Even running up Huayna Picchu doesn't give a chance to escape the thousands of tourists. But it is worth the grind. I believe 20 mins is the 'young, dumb, and full of cum' standard if you can make use of the 'passing lane'.
It is a must do, but hopefully not the only glimpse of Peru to take home.
After spending several days around Cuzco to adjust to the 11,400 foot air, we hiked the Inca Trail from KM88. My favorite ruin on day 1 was Ollantaytambo. We spent that night at Wayllabamba. The terrain on day 2 was incredible and we spent that night at Pacamayo. The ruins of Runkuracay and Sayacmarca on day 3 were memorable.

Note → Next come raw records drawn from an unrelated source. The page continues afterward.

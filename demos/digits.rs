//! Convolutional Classifier Driver
//!
//! Exercises the full convolutional chain — Conv2D, ReLU, MaxPooling,
//! Dropout, Dense, Softmax, cross-entropy — on a synthetic "digits"
//! problem: each class is a fixed random 8x8 template, and examples are
//! noisy copies of their class template. Dataset parsing belongs to the
//! caller in real use; synthesizing inputs keeps the demo self-contained.
//!
//! ## Usage
//!
//! ```bash
//! cargo run --release --example digits
//! cargo run --release --example digits -- --epochs 20 --noise 0.5
//! cargo run --release --example digits -- --predictions digit_predictions.csv
//! ```

use clap::Parser;
use cesario::{
    Conv2D, CrossEntropyLoss, Dense, Dropout, DropoutMode, Layer, Loss, MaxPooling, Network,
    PredictionWriter, RandomGenerator, ReLU, Softmax, Tensor, TrainingLogger,
};

const IMAGE_SIZE: usize = 8;
const NUM_CLASSES: usize = 4;

#[derive(Parser)]
#[command(
    name = "digits",
    about = "Train a small convolutional classifier on synthetic images"
)]
struct Args {
    /// Number of passes over the training set
    #[arg(long, default_value = "15")]
    epochs: usize,

    /// SGD learning rate
    #[arg(long, default_value = "0.05")]
    lr: f64,

    /// Examples per minibatch
    #[arg(long, default_value = "8")]
    batch_size: usize,

    /// Training examples per class
    #[arg(long, default_value = "40")]
    per_class: usize,

    /// Noise amplitude added to each class template
    #[arg(long, default_value = "0.3")]
    noise: f64,

    /// Seed for templates, noise, weights, and dropout
    #[arg(long, default_value = "42")]
    seed: u64,

    /// Path for the per-epoch metrics CSV
    #[arg(long, default_value = "digits_training_log.csv")]
    log: String,

    /// Optional path for the (index, predicted class) export
    #[arg(long)]
    predictions: Option<String>,
}

/// Noisy copies of per-class templates, labels one-hot
fn synthesize(
    per_class: usize,
    noise: f64,
    rng: &mut RandomGenerator,
) -> Vec<(Tensor, Tensor)> {
    let templates: Vec<Tensor> = (0..NUM_CLASSES)
        .map(|_| {
            let data = (0..IMAGE_SIZE * IMAGE_SIZE)
                .map(|_| rng.std_normal())
                .collect();
            Tensor::new(data, vec![IMAGE_SIZE, IMAGE_SIZE, 1])
        })
        .collect();

    let mut examples = Vec::with_capacity(NUM_CLASSES * per_class);
    for (class, template) in templates.iter().enumerate() {
        for _ in 0..per_class {
            let image = template
                .data
                .iter()
                .map(|&v| v + noise * rng.std_normal())
                .collect();
            let mut label = vec![0.0; NUM_CLASSES];
            label[class] = 1.0;
            examples.push((
                Tensor::new(image, vec![IMAGE_SIZE, IMAGE_SIZE, 1]),
                Tensor::vector(label),
            ));
        }
    }
    examples
}

fn accuracy(net: &mut Network, examples: &[(Tensor, Tensor)]) -> f64 {
    let correct = examples
        .iter()
        .filter(|(x, label)| net.predict_class(x) == label.argmax())
        .count();
    correct as f64 / examples.len() as f64
}

fn main() -> std::io::Result<()> {
    let args = Args::parse();
    let mut rng = RandomGenerator::from_seed(args.seed);

    // 8x8x1 → conv 3x3 stride 1 → 6x6x4 → pool 2x2 stride 2 → 3x3x4
    // → dropout → dense 36→4 → softmax
    let num_filters = 4;
    let pooled = 3 * 3 * num_filters;
    let mut net = Network::new(
        vec![
            Layer::Conv2D(Conv2D::new(
                IMAGE_SIZE, IMAGE_SIZE, 1, 3, 3, 1, 1, num_filters, "he", &mut rng,
            )),
            Layer::ReLU(ReLU::new(6, 6, num_filters)),
            Layer::MaxPooling(MaxPooling::new(6, 6, num_filters, 2, 2, 2, 2)),
            Layer::Dropout(Dropout::new(0.8, RandomGenerator::from_seed(args.seed + 1))),
            Layer::Dense(Dense::new(pooled, NUM_CLASSES, "xavier", &mut rng)),
            Layer::Softmax(Softmax::new(NUM_CLASSES)),
        ],
        Loss::CrossEntropy(CrossEntropyLoss::new(NUM_CLASSES)),
    );

    let examples = synthesize(args.per_class, args.noise, &mut rng);
    let mut logger = TrainingLogger::new(&args.log)?;

    for epoch in 1..=args.epochs {
        net.set_dropout_mode(DropoutMode::Train);
        let mut epoch_loss = 0.0;

        for batch in examples.chunks(args.batch_size) {
            for (x, label) in batch {
                epoch_loss += net.train_sample(x, label);
            }
            net.update_parameters(batch.len(), args.lr);
        }

        net.set_dropout_mode(DropoutMode::Test);
        logger.log(
            epoch,
            epoch_loss / examples.len() as f64,
            accuracy(&mut net, &examples),
        )?;
    }

    if let Some(path) = args.predictions {
        net.set_dropout_mode(DropoutMode::Test);
        let mut writer = PredictionWriter::new(&path)?;
        for (i, (x, _)) in examples.iter().enumerate() {
            writer.write(i, net.predict_class(x))?;
        }
        writer.flush()?;
        println!("Wrote predictions to {}", path);
    }

    Ok(())
}
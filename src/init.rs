//! Weight Initialization Schemes
//!
//! Maps a scheme name plus the layer's fan-in to a sampling distribution for
//! fresh parameters. Three schemes are supported:
//!
//! | Scheme       | Sample                  | Typical use              |
//! |--------------|-------------------------|--------------------------|
//! | `xavier`     | N(0,1) · √(1/fan_in)    | sigmoid/softmax networks |
//! | `he`         | N(0,1) · √(2/fan_in)    | ReLU networks            |
//! | `small_rand` | N(0,1) · 0.001          | debugging, tiny nets     |
//!
//! An unknown scheme name is a configuration error and panics at
//! construction — it is never silently replaced with a default, so a typo in
//! a config can't change which network gets trained.
//!
//! ## Example
//!
//! ```rust
//! use cesario::{RandomGenerator, WeightInitializer};
//!
//! let mut rng = RandomGenerator::from_seed(42);
//! let init = WeightInitializer::new("he", 128);
//! let w = init.sample(&mut rng);
//! assert!(w.is_finite());
//! ```

use crate::rng::RandomGenerator;

/// Recognized initialization schemes
#[derive(Clone, Copy, Debug, PartialEq, Eq)]
pub enum InitScheme {
    Xavier,
    He,
    SmallRand,
}

impl InitScheme {
    /// Parse a scheme name
    ///
    /// # Panics
    ///
    /// Panics on an unknown name. Initializer choice is fixed architecture
    /// configuration; failing at construction beats training the wrong net.
    pub fn from_name(name: &str) -> Self {
        match name {
            "xavier" => InitScheme::Xavier,
            "he" => InitScheme::He,
            "small_rand" => InitScheme::SmallRand,
            other => panic!(
                "Unknown weight initializer {:?} (expected \"xavier\", \"he\", or \"small_rand\")",
                other
            ),
        }
    }
}

/// Stateless sampling strategy for fresh layer parameters
///
/// A pure function of (scheme, fan_in): holds no generator of its own, and
/// draws from whichever [`RandomGenerator`] the caller passes in.
pub struct WeightInitializer {
    scheme: InitScheme,
    scale: f64,
}

impl WeightInitializer {
    /// Create an initializer for the given scheme and fan-in
    ///
    /// # Arguments
    ///
    /// * `scheme` - `"xavier"`, `"he"`, or `"small_rand"`
    /// * `fan_in` - Number of inputs feeding each unit being initialized
    ///
    /// # Panics
    ///
    /// Panics on an unknown scheme name, or on `fan_in == 0` for the
    /// fan-in-scaled schemes.
    pub fn new(scheme: &str, fan_in: usize) -> Self {
        let scheme = InitScheme::from_name(scheme);
        let scale = match scheme {
            InitScheme::Xavier | InitScheme::He => {
                assert!(fan_in > 0, "Weight initializer requires fan_in > 0");
                let numerator = if scheme == InitScheme::He { 2.0 } else { 1.0 };
                (numerator / fan_in as f64).sqrt()
            }
            InitScheme::SmallRand => 0.001,
        };
        Self { scheme, scale }
    }

    /// Draw one parameter sample
    pub fn sample(&self, rng: &mut RandomGenerator) -> f64 {
        rng.std_normal() * self.scale
    }

    /// The parsed scheme this initializer uses
    pub fn scheme(&self) -> InitScheme {
        self.scheme
    }
}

We went to bed early at Wiñay Wayna and got up well before sunrise. The weather was clear that morning and the sunrise and view of Machu Pichu from the Sun Gate were absolutely spectacular.
After spending most of the day in the city, we scrambled up to the summit of Huayna Picchu. The view from the top with the city below is beautiful.
Unfortunately, costly guided trips are now the only way to hike the Inca Trail anymore.
What a great trip with my brother Norm. After we explored the city, it got cloudy and sprinkled a bit but we headed up Huayna Picchu anyway. When we got to the summit the clouds had came in and blocked our view but then opened up briefly for some grand views of the city. What a gorgeous treat! Although we couldn't stay in the city at night anymore, we were able to hike the short trail without a guide. These days you can't even do that anymore.
We spent the prior night camping by the Trekkers' Hotel and cooked dinner on my DragonFly stove instead of buying at their "restaurant & bar." Of course this was the end of October so it rained. It was pretty amusing to watch the other trekkers who used local guides trying to stay dry in their provided non-waterproof / taped tents as they tried vainly to keep the water out through the night by throwing ponchos on top of their tents. Not amusing for them to be sure!
We only spent 1 week in Peru and although we had wanted to do the standard KM88 Inca Trail, flying directly to 9000 feet from sea level gave my brother some altitude sickness so we opted for the shorter KM104 trail. Of course, we could have had more time to acclimate in Peru but my brother insisted on running the Chicago Marathon before the trip!
Edit: Came back and hiked again on November 28, 2015.